Administrative Letter 2007-05
May 7, 2007
Page 2



Automatic Agent License Termination

        Section 38.2-1825 B of the Code of Virginia provides as follows:

        An agent's license shall automatically terminate after a period of 183
        calendar days during which no appointment of such agent under
        such license was in effect. The Commission may, upon a showing of
        good cause and upon payment of any prescribed fee, waive or
        extend this requirement. As used herein, the term "good cause" shall
        not include negligence, clerical error, or administrative oversight by
        the licensee or the appointing insurer.

The Bureau of Insurance recommended to the 2007 Session of the Virginia General
Assembly that it repeal this subsection. The General Assembly enacted, and Governor
Kaine signed, House Bill 3016, which repeals § 38.2-1825 B and reenacts the
remainder of § 38.2-1825 of the Code of Virginia, effective July 1, 2007. Section 38.2-
1825 can be reviewed on the General Assembly Legislative Information System website
at http://leg1.state.va.us/cgi-bin/legp504.exe?000+cod+38.2-1825.       The change to
§ 38.2-1825 does not affect the requirements contained in other licensing and
appointment statutes as prescribed in Chapter 18 of Title 38.2 of the Code of Virginia.

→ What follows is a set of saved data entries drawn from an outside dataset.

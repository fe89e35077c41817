//! Day timelines and free-time detection.
//!
//! This module provides:
//! - The `TimeBlock` record and its provenance/energy tags
//! - `DayTimeline`, the per-day store that owns the non-overlap invariant
//! - Gap detection around blocks and across a day

mod block;
mod gap;
mod store;

pub use block::{Energy, GlassState, TimeBlock, MAX_BLOCK_SECONDS};
pub use gap::{GapFinder, GapSize, TimeGap};
pub use store::{DayTimeline, TimelineCommand};
//! The planner's library of chains, pillars and goals.

use chrono::{DateTime, NaiveDate, Utc};
use serde::{Deserialize, Serialize};

use crate::chain::Chain;
use crate::error::{CoreError, Result};
use crate::pillar::Pillar;

/// A longer-horizon objective that blocks may link to.
#[derive(Debug, Clone, PartialEq, Serialize, Deserialize)]
pub struct Goal {
    pub id: String,
    pub title: String,
    #[serde(default)]
    pub description: String,
    #[serde(default)]
    pub target_date: Option<NaiveDate>,
    pub created_at: DateTime<Utc>,
}

impl Goal {
    pub fn new(title: impl Into<String>, created_at: DateTime<Utc>) -> Self {
        Self {
            id: uuid::Uuid::new_v4().to_string(),
            title: title.into(),
            description: String::new(),
            target_date: None,
            created_at,
        }
    }

    pub fn with_description(mut self, description: impl Into<String>) -> Self {
        self.description = description.into();
        self
    }

    pub fn with_target_date(mut self, date: NaiveDate) -> Self {
        self.target_date = Some(date);
        self
    }
}

/// Everything that outlives a single day.
#[derive(Debug, Clone, Default, PartialEq, Serialize, Deserialize)]
pub struct Library {
    #[serde(default)]
    pub chains: Vec<Chain>,
    #[serde(default)]
    pub pillars: Vec<Pillar>,
    #[serde(default)]
    pub goals: Vec<Goal>,
}

impl Library {
    pub fn new() -> Self {
        Self::default()
    }

    pub fn chain(&self, id: &str) -> Option<&Chain> {
        self.chains.iter().find(|c| c.id == id)
    }

    pub fn chain_mut(&mut self, id: &str) -> Result<&mut Chain> {
        self.chains
            .iter_mut()
            .find(|c| c.id == id)
            .ok_or_else(|| CoreError::not_found("chain", id))
    }

    /// Add or replace a chain by id.
    pub fn upsert_chain(&mut self, chain: Chain) {
        match self.chains.iter_mut().find(|c| c.id == chain.id) {
            Some(existing) => *existing = chain,
            None => self.chains.push(chain),
        }
    }

    pub fn pillar(&self, id: &str) -> Option<&Pillar> {
        self.pillars.iter().find(|p| p.id == id)
    }

    /// Add a validated pillar.
    pub fn add_pillar(&mut self, pillar: Pillar) -> Result<()> {
        pillar.validate()?;
        self.pillars.push(pillar);
        Ok(())
    }

    pub fn goal(&self, id: &str) -> Option<&Goal> {
        self.goals.iter().find(|g| g.id == id)
    }

    pub fn add_goal(&mut self, goal: Goal) {
        self.goals.push(goal);
    }
}

#[cfg(test)]
mod tests {
    use super::*;
    use crate::chain::ChainTemplate;
    use crate::pillar::Cadence;

    #[test]
    fn upsert_replaces_by_id() {
        let mut library = Library::new();
        let mut chain = ChainTemplate::DeepWork.expand();
        library.upsert_chain(chain.clone());
        chain.completion_count = 2;
        library.upsert_chain(chain.clone());
        assert_eq!(library.chains.len(), 1);
        assert_eq!(library.chain(&chain.id).unwrap().completion_count, 2);
    }

    #[test]
    fn missing_chain_is_not_found() {
        let mut library = Library::new();
        assert!(matches!(
            library.chain_mut("nope"),
            Err(CoreError::NotFound { kind: "chain", .. })
        ));
    }

    #[test]
    fn add_pillar_validates() {
        let mut library = Library::new();
        let mut pillar = Pillar::new("Exercise", Cadence::Daily, 30, 60).unwrap();
        pillar.min_duration_minutes = 90;
        assert!(library.add_pillar(pillar).is_err());
        assert!(library.pillars.is_empty());
    }

    #[test]
    fn goal_round_trips() {
        let goal = Goal::new("Run a marathon", Utc::now())
            .with_description("Autumn race")
            .with_target_date(NaiveDate::from_ymd_opt(2026, 10, 1).unwrap());
        let json = serde_json::to_string(&goal).unwrap();
        let decoded: Goal = serde_json::from_str(&json).unwrap();
        assert_eq!(decoded, goal);
    }
}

        This Administrative Letter is available on the Bureau of Insurance website at
http://www.scc.virginia.gov/division/boi/webpages/boiadministrativeltrs.htm.

       Questions relating to this Administrative Letter should be directed to:

                                J. Preston Winn, Supervisor
                                 Agents Licensing Section
                                    Bureau of Insurance
                                       P. O. Box 1157
                                    Richmond, VA 23218
                                804-371-9631 (Telephone)
                                 804-371-9290 (Facsimile)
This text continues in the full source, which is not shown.